No contento con pretenderse reencarnación de Bolívar, a la muerte de Fidel, Hugo Chávez se sentirá también prolongación del líder cubano. Sin la consistencia del que creyó necesario montar una dictadura sólo para darle salud y educación a su pueblo, Chávez se perfila mas bien como síntesis admirable del carácter común a los autócratas de derecha y los de izquierda. Tiene tanto del rústico mesianismo de un Leonidas Trujillo, el “Supremo”, como del dogmatismo irreductible de Lenin. Así lo sugieren la veneración de sí mismo que reverbera en sus intervenciones televisivas, la última de 8 horas; y la brutal descalificación de quien osa cuestionar los simplismos de su Socialismo del siglo XXI. Aunque no es sanguinario como el dominicano ni hereda el genio del ideólogo de la Revolución Rusa, Chávez reproduce en bonsai la simbiosis de las extremas políticas.

Polos que se juntan, para comenzar, en la persecución a los socialdemócratas de la Alemania de Weimar, en la primavera del siglo XX, por comunistas y nazis que desde orillas encontradas se ensañaron al unísono contra los gestores de la democracia de nuestro tiempo. A lo largo de cien años, esta conjunción de equidad y libertades ha debido defenderse sin respiro ya de la cruz gamada, ya de la hoz y el martillo, ya del caudillo puñetero dado también a mandar por eliminación del otro.

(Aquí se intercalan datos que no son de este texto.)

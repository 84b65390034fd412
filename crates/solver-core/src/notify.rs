//! Single-slot transient notifications.
//!
//! Publishing overwrites whatever is showing. Each notification gets its own
//! id and its own clearing timer; a timer only clears the slot if the slot
//! still holds the notification it was started for.

use serde::Serialize;
use std::sync::atomic::{AtomicU64, Ordering};
use std::sync::Arc;
use std::time::Duration;
use tokio::sync::watch;
use tokio::time::Instant;
use tracing::debug;

#[derive(Debug, Clone, Copy, PartialEq, Eq, Serialize)]
#[serde(rename_all = "lowercase")]
pub enum NotificationKind {
    Success,
    Error,
}

#[derive(Debug, Clone, PartialEq, Serialize)]
pub struct Notification {
    pub id: u64,
    pub kind: NotificationKind,
    pub message: String,
    #[serde(skip)]
    pub expires_at: Instant,
}

type Slot = watch::Sender<Option<Notification>>;

pub struct NotificationChannel {
    window: Duration,
    next_id: AtomicU64,
    slot: Arc<Slot>,
}

impl NotificationChannel {
    pub fn new(window: Duration) -> Self {
        let (slot, _) = watch::channel(None);
        Self {
            window,
            next_id: AtomicU64::new(0),
            slot: Arc::new(slot),
        }
    }

    pub fn window(&self) -> Duration {
        self.window
    }

    /// Replace the current notification and schedule its removal.
    ///
    /// Outside a tokio runtime no timer is spawned; the notification still
    /// stops being [`current`](Self::current) once its window has passed.
    pub fn publish(&self, kind: NotificationKind, message: impl Into<String>) -> u64 {
        let id = self.next_id.fetch_add(1, Ordering::Relaxed) + 1;
        let expires_at = Instant::now() + self.window;
        let message = message.into();
        debug!(id, ?kind, %message, "notification published");

        self.slot.send_replace(Some(Notification {
            id,
            kind,
            message,
            expires_at,
        }));

        if let Ok(handle) = tokio::runtime::Handle::try_current() {
            let slot = Arc::clone(&self.slot);
            handle.spawn(async move {
                tokio::time::sleep_until(expires_at).await;
                if clear_if_current(&slot, id) {
                    debug!(id, "notification expired");
                }
            });
        }
        id
    }

    pub fn success(&self, message: impl Into<String>) -> u64 {
        self.publish(NotificationKind::Success, message)
    }

    pub fn error(&self, message: impl Into<String>) -> u64 {
        self.publish(NotificationKind::Error, message)
    }

    /// The pending notification, if any and not yet expired.
    pub fn current(&self) -> Option<Notification> {
        let now = Instant::now();
        self.slot
            .borrow()
            .as_ref()
            .filter(|n| n.expires_at > now)
            .cloned()
    }

    /// Remove notification `id` if it is still the one showing.
    pub fn dismiss(&self, id: u64) -> bool {
        clear_if_current(&self.slot, id)
    }

    /// Observe every change of the slot, including timed clears.
    pub fn subscribe(&self) -> watch::Receiver<Option<Notification>> {
        self.slot.subscribe()
    }
}

fn clear_if_current(slot: &Slot, id: u64) -> bool {
    slot.send_if_modified(|current| {
        if current.as_ref().is_some_and(|n| n.id == id) {
            *current = None;
            true
        } else {
            false
        }
    })
}
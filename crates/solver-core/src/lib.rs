//! # Solver Society Core Library
//!
//! This library provides the core logic for the Solver Society daily routine
//! logger. A front end (the `solver-cli` binary, or any GUI) collects a
//! routine draft, shows a live score preview, submits the routine to a
//! remote store and displays the user's history.
//!
//! ## Architecture
//!
//! - **Routine**: The draft entry, duration parsing, and the activity list
//! - **Score**: The client-side preview score and its breakdown
//! - **Session**: Endpoint and identity, with identity change events
//! - **Sync**: HTTP client for the remote routine store
//! - **Aggregate**: The fetched routines for the active identity
//! - **Notify**: A single transient notification slot
//! - **Storage**: TOML-based configuration
//!
//! ## Key Components
//!
//! - [`RoutineApp`]: Runs sign-in, submit and refresh against the parts above
//! - [`DraftEntry`]: The routine being edited
//! - [`SyncClient`]: Fetch and submit against the store
//! - [`Config`]: Application configuration management

pub mod aggregate;
pub mod app;
pub mod auth;
pub mod error;
pub mod notify;
pub mod routine;
pub mod score;
pub mod session;
pub mod storage;
pub mod sync;

pub use aggregate::{AggregateSummary, RoutineAggregate, TrendPoint};
pub use app::{FetchOutcome, RefreshTrigger, RoutineApp, SignInOutcome, SubmitOutcome, View};
pub use auth::{AgentIdProvider, FederatedConfig, FederatedSignIn, IdentityProvider};
pub use error::{AuthError, ConfigError, CoreError, ErrorCategory};
pub use notify::{Notification, NotificationChannel, NotificationKind};
pub use routine::{Activity, DraftEntry, DurationKey, Durations, RoutineEntry, RoutinePayload};
pub use score::{preview_score, ScoreBreakdown, COFFEE_MODIFIER};
pub use session::{Identity, IdentityEvent, IdentitySource, Session, SessionTicket};
pub use storage::Config;
pub use sync::{SyncClient, SyncError};
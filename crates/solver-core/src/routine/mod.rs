//! Routine model: the draft being edited and the records fetched back.
//!
//! A [`DraftEntry`] lives only in memory. It becomes a [`RoutinePayload`]
//! when submitted; what comes back from the remote store is a
//! [`RoutineEntry`].

pub mod entry;
pub mod record;

#[cfg(test)]
mod entry_tests;

pub use entry::{
    build_activity_list, compute_total, parse_minutes, Activity, DraftEntry, DurationKey,
    Durations, DEFAULT_CORE_MINUTES, DEFAULT_RATING,
};
pub use record::{RoutineEntry, RoutinePayload};
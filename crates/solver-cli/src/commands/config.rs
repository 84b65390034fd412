//! Read and edit the TOML config file.
//!
//! Edits go through [`Config::set`] for parsing and [`Config::validate`] for
//! range checks; nothing is written unless both pass.

use clap::Subcommand;
use solver_core::{Config, ConfigError};
use tracing::debug;

use super::CommandResult;

#[derive(Subcommand)]
pub enum ConfigAction {
    /// Print one setting (dot-separated key, e.g. notifications.window_secs)
    Get { key: String },
    /// Change one setting and save the file
    Set { key: String, value: String },
    /// Print every setting as JSON
    List,
    /// Restore defaults; this also forgets the remembered agent
    Reset,
}

pub fn run(action: ConfigAction) -> CommandResult {
    match action {
        ConfigAction::Get { key } => show(&key),
        ConfigAction::Set { key, value } => update(&key, &value),
        ConfigAction::List => dump(),
        ConfigAction::Reset => reset(),
    }
}

fn show(key: &str) -> CommandResult {
    let value = Config::load()?
        .get(key)
        .ok_or_else(|| ConfigError::UnknownKey(key.to_string()))?;
    println!("{value}");
    Ok(())
}

fn update(key: &str, value: &str) -> CommandResult {
    let mut edited = Config::load()?;
    edited.set(key, value)?;
    edited.validate()?;
    edited.save()?;
    debug!(key, "config saved");
    println!("{key} = {}", edited.get(key).unwrap_or_default());
    Ok(())
}

fn dump() -> CommandResult {
    println!("{}", serde_json::to_string_pretty(&Config::load()?)?);
    Ok(())
}

fn reset() -> CommandResult {
    let path = Config::path()?;
    Config::default().save_to(&path)?;
    debug!(path = %path.display(), "config reset");
    println!("restored defaults in {}", path.display());
    Ok(())
}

Que Chávez empiece a representar esta convergencia de radicalismos opuestos no parece obedecer a una fatalidad de la historia que tendiera a repetir el pasado. En su libro El Poder y el Delirio, nos sorprende Enrique Krauze con la revelación de que el consultor de cabecera y estrecho amigo de Chávez por largos años, el sociólogo argentino Norberto Ceresole, se movía a sus anchas entre la izquierda soviética y la derecha neonazi. Que fue montonero y, después, dirigente del ultraderechista movimiento militar de los “carapintadas” en tiempos de Perón. Que perteneció a la Escuela Superior de Guerra de la URSS y, a renglón seguido, militó en el neonazismo. Que escribió libros de geopolítica explícitamente inspirados por el general del Tercer Reich, Karl Haushofer. Si ello no rubrica a Chávez como fascista, diríase con Petkoff que más de un rasgo lo acerca a tal estereotipo: el culto al héroe, a la tradición y a la violencia, el desprecio por la ley y las instituciones republicanas a título de vocero del pueblo, “su presencia permanente y opresiva en los medios, el discurso brutal  contra el adversario”.

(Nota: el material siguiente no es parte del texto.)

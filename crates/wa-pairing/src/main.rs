//! WhatsApp pairing command-line front end.
//!
//! Links a WhatsApp account to the dashboard's gateway from a terminal: it
//! starts a pairing session, saves or prints the QR code, and reports the
//! outcome once the phone has scanned it (or the code has expired).
//!
//! # Usage
//!
//! ```text
//! wa-pairing [OPTIONS] <COMMAND>
//!
//! Commands:
//!   pair        Start a pairing session and wait for the phone to scan it
//!   status      Print whether a session is linked
//!   disconnect  Unlink a session
//!
//! Options:
//!   --config <FILE>          Config file [default: platform config dir]
//!   --gateway-url <URL>      Gateway REST base URL
//!   --gateway-token <TOKEN>  Bearer token for the gateway
//!   --poll-interval <SECS>   Seconds between status checks
//!   --max-attempts <N>       Status checks before the code expires
//!   --demo                   Use an offline scripted gateway
//! ```
//!
//! # Environment variable overrides
//!
//! | Variable            | Flag              |
//! |---------------------|-------------------|
//! | `WA_CONFIG`         | `--config`        |
//! | `WA_GATEWAY_URL`    | `--gateway-url`   |
//! | `WA_GATEWAY_TOKEN`  | `--gateway-token` |
//! | `WA_POLL_INTERVAL`  | `--poll-interval` |
//! | `WA_MAX_ATTEMPTS`   | `--max-attempts`  |
//!
//! Flags win over environment variables, which win over the config file.

use std::path::PathBuf;
use std::sync::Arc;

use anyhow::Context;
use clap::{Parser, Subcommand};
use tokio::sync::watch;
use tracing::{error, info};
use tracing_subscriber::EnvFilter;

use wa_pairing::application::{ConnectionController, ConnectionStatusService};
use wa_pairing::infrastructure::gateway::{HttpGateway, ScriptedGateway};
use wa_pairing::infrastructure::storage::config::{load_config, load_config_from, AppConfig};
use wa_pairing::infrastructure::storage::qr_file::write_pairing_image;
use wa_pairing_core::{
    ConnectionSession, PairingError, PairingGateway, PollingPolicy, SessionId, SessionState,
};

// ── CLI argument definitions ──────────────────────────────────────────────────

/// Link a WhatsApp account through the dashboard's gateway.
#[derive(Debug, Parser)]
#[command(name = "wa-pairing", about = "WhatsApp QR pairing client", version)]
struct Cli {
    /// Path to the TOML config file.
    #[arg(long, env = "WA_CONFIG", global = true)]
    config: Option<PathBuf>,

    /// Base URL of the gateway REST API (e.g. https://crm.example.com/api).
    #[arg(long, env = "WA_GATEWAY_URL", global = true)]
    gateway_url: Option<String>,

    /// Bearer token sent to the gateway.
    #[arg(long, env = "WA_GATEWAY_TOKEN", hide_env_values = true, global = true)]
    gateway_token: Option<String>,

    /// Seconds between two status checks.
    #[arg(long, env = "WA_POLL_INTERVAL", global = true)]
    poll_interval: Option<u64>,

    /// Status checks before the pairing code expires.
    #[arg(long, env = "WA_MAX_ATTEMPTS", global = true)]
    max_attempts: Option<u32>,

    /// Run against an offline scripted gateway that links on the third check.
    #[arg(long, global = true)]
    demo: bool,

    #[command(subcommand)]
    command: Command,
}

#[derive(Debug, Subcommand)]
enum Command {
    /// Start a pairing session and wait until it is linked or expires.
    Pair {
        /// Write the pairing image to this file (PNG for data URLs).
        #[arg(long)]
        qr_out: Option<PathBuf>,

        /// Automatically retry this many times after a timeout or error.
        #[arg(long, default_value_t = 0)]
        retries: u32,
    },
    /// Print whether a session is linked.
    Status { session_id: String },
    /// Unlink a session.
    Disconnect { session_id: String },
}

impl Cli {
    /// Loads the config file and applies flag/env overrides on top.
    fn resolve_config(&self) -> anyhow::Result<AppConfig> {
        let config = match &self.config {
            Some(path) => load_config_from(path)
                .with_context(|| format!("failed to load config from {}", path.display()))?,
            None => load_config().context("failed to load config")?,
        };
        Ok(self.apply_overrides(config))
    }

    fn apply_overrides(&self, mut config: AppConfig) -> AppConfig {
        if let Some(url) = &self.gateway_url {
            config.gateway.base_url = url.clone();
        }
        if let Some(token) = &self.gateway_token {
            config.gateway.api_token = Some(token.clone());
        }
        if let Some(secs) = self.poll_interval {
            config.polling.interval_secs = secs;
        }
        if let Some(n) = self.max_attempts {
            config.polling.max_attempts = n;
        }
        config
    }

    fn build_gateway(&self, config: &AppConfig) -> anyhow::Result<Arc<dyn PairingGateway>> {
        if self.demo {
            info!("using the offline demo gateway");
            return Ok(Arc::new(ScriptedGateway::new().connect_on_call(3)));
        }
        let gateway = HttpGateway::from_config(&config.gateway)
            .context("failed to initialise the gateway client")?;
        Ok(Arc::new(gateway))
    }
}

// ── Entry point ───────────────────────────────────────────────────────────────

#[tokio::main]
async fn main() -> anyhow::Result<()> {
    let cli = Cli::parse();
    let config = cli.resolve_config()?;

    // `RUST_LOG` wins; otherwise use the configured level.
    tracing_subscriber::fmt()
        .with_env_filter(
            EnvFilter::try_from_default_env()
                .unwrap_or_else(|_| EnvFilter::new(&config.logging.log_level)),
        )
        .init();

    let gateway = cli.build_gateway(&config)?;

    match cli.command {
        Command::Pair { qr_out, retries } => {
            let policy = config.polling.policy();
            let controller = ConnectionController::new(gateway, policy);
            if !run_pair(controller, qr_out, retries).await? {
                anyhow::bail!("WhatsApp pairing did not complete");
            }
        }
        Command::Status { session_id } => {
            let service = ConnectionStatusService::new(gateway);
            let status = service
                .check(&SessionId::new(session_id))
                .await
                .context("status check failed")?;
            println!("{}", serde_json::to_string(&status)?);
        }
        Command::Disconnect { session_id } => {
            let service = ConnectionStatusService::new(gateway);
            service
                .disconnect(&SessionId::new(session_id))
                .await
                .context("disconnect failed")?;
            println!("disconnected");
        }
    }
    Ok(())
}

// ── Pair command ──────────────────────────────────────────────────────────────

/// Runs the pairing flow, retrying up to `retries` times.  Returns whether
/// the account ended up linked.
async fn run_pair(
    controller: ConnectionController,
    qr_out: Option<PathBuf>,
    retries: u32,
) -> anyhow::Result<bool> {
    let renderer = tokio::spawn(render_snapshots(controller.subscribe(), controller.policy()));

    // Every Ctrl+C closes the current session; the flag also blocks retries.
    let (cancel_tx, cancel_rx) = watch::channel(false);
    let closer = controller.clone();
    tokio::spawn(async move {
        loop {
            if let Err(e) = tokio::signal::ctrl_c().await {
                error!("failed to listen for Ctrl+C signal: {e}");
                break;
            }
            info!("received Ctrl+C, closing pairing session");
            cancel_tx.send_replace(true);
            closer.close();
        }
    });

    let mut retries_left = retries;
    let mut started = controller.start_session().await;
    let linked = loop {
        let outcome = match &started {
            Ok(session) => {
                if let (Some(path), Some(image)) = (&qr_out, session.pairing_image()) {
                    write_pairing_image(image, path)?;
                    println!("pairing image written to {}", path.display());
                }
                controller.wait_for_terminal().await
            }
            Err(PairingError::Superseded) => None,
            Err(_) => controller.snapshot(),
        };
        println!("{}", outcome_line(outcome.as_ref()));

        let cancelled = *cancel_rx.borrow();
        match next_step(outcome.map(|s| s.state()), retries_left, cancelled) {
            NextStep::Finish(linked) => break linked,
            NextStep::Retry => {
                retries_left -= 1;
                started = controller.retry().await;
            }
        }
    };

    controller.close();
    renderer.abort();
    Ok(linked)
}

/// What `run_pair` does after an attempt ends.
#[derive(Debug, PartialEq, Eq)]
enum NextStep {
    /// Stop; `true` if the account is linked.
    Finish(bool),
    Retry,
}

fn next_step(outcome: Option<SessionState>, retries_left: u32, cancelled: bool) -> NextStep {
    match outcome {
        Some(SessionState::Connected) => NextStep::Finish(true),
        Some(SessionState::Timeout | SessionState::Error) if retries_left > 0 && !cancelled => {
            NextStep::Retry
        }
        _ => NextStep::Finish(false),
    }
}

/// Prints one line per observable change of a session still in progress.
/// The final outcome is printed by `run_pair`, which owns the terminal
/// snapshot.
async fn render_snapshots(
    mut rx: watch::Receiver<Option<ConnectionSession>>,
    policy: PollingPolicy,
) {
    let mut last_state = None;
    while rx.changed().await.is_ok() {
        let Some(session) = rx.borrow_and_update().clone() else {
            continue;
        };
        if let Some(line) = describe(&session, last_state, policy) {
            println!("{line}");
        }
        last_state = Some(session.state());
    }
}

/// Progress line for a snapshot, or `None` if nothing worth printing changed
/// since `previous` or the session has already ended.
fn describe(
    session: &ConnectionSession,
    previous: Option<SessionState>,
    policy: PollingPolicy,
) -> Option<String> {
    let line = match session.state() {
        SessionState::Loading if previous != Some(SessionState::Loading) => {
            "requesting a pairing code...".to_string()
        }
        SessionState::PairingReady if previous != Some(SessionState::PairingReady) => {
            let image = session.pairing_image()?;
            if image.is_data_url() {
                format!(
                    "pairing code ready (image, {} chars); scan it in WhatsApp > Linked devices",
                    image.as_str().len()
                )
            } else {
                format!("pairing code: {image}")
            }
        }
        SessionState::PairingReady => format!(
            "waiting for scan... {}s left",
            policy.remaining(session.attempt()).as_secs()
        ),
        SessionState::Loading
        | SessionState::Connected
        | SessionState::Timeout
        | SessionState::Error => return None,
    };
    Some(line)
}

/// Final line for an attempt.  `None` means the session was closed first.
fn outcome_line(outcome: Option<&ConnectionSession>) -> String {
    match outcome {
        None => "pairing cancelled".to_string(),
        Some(session) => match session.state() {
            SessionState::Connected => "WhatsApp linked".to_string(),
            SessionState::Timeout | SessionState::Error => format!(
                "pairing failed: {}",
                session.last_error().unwrap_or("unknown error")
            ),
            SessionState::Loading | SessionState::PairingReady => {
                format!("pairing stopped while {:?}", session.state())
            }
        },
    }
}

// ── Tests ─────────────────────────────────────────────────────────────────────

Reconocida la obra social de su gobierno, el autoritarismo ideológico de Chávez busca expandirse regalando petróleo y dólares (53 millones a la fecha) mientras la economía de su país desfallece. Tras la expulsión de 22 mil técnicos e ingenieros de la industria petrolera, la producción de crudo se ha reducido a la mitad y los ingresos por ese concepto, a la tercera parte.

Tras la solitaria protesta de Chávez contra el genocidio de Gaza, yace un corazón valiente, cómo negarlo. Pero también la intención de cerrar filas con Irán y Rusia, por ver si resucita la Guerra Fría con Venezuela como nueva cabeza de playa. Meca de un personalismo inflamado, tan peligrosa como absurda es la designación de un veterinario en la cartera de Cultura para la patria de Andrés Bello.

Sobrecoge este renacer de egócratas calentanos que persiguen el poder absoluto y vitalicio torciéndole el cuello a la democracia, sólo porque estiman que “quien ha gobernado bien tiene derecho a repetir… indefinidamente”. Como si José Obdulio asesorara a la vez en la Casa de Nariño y en el Palacio de Miraflores.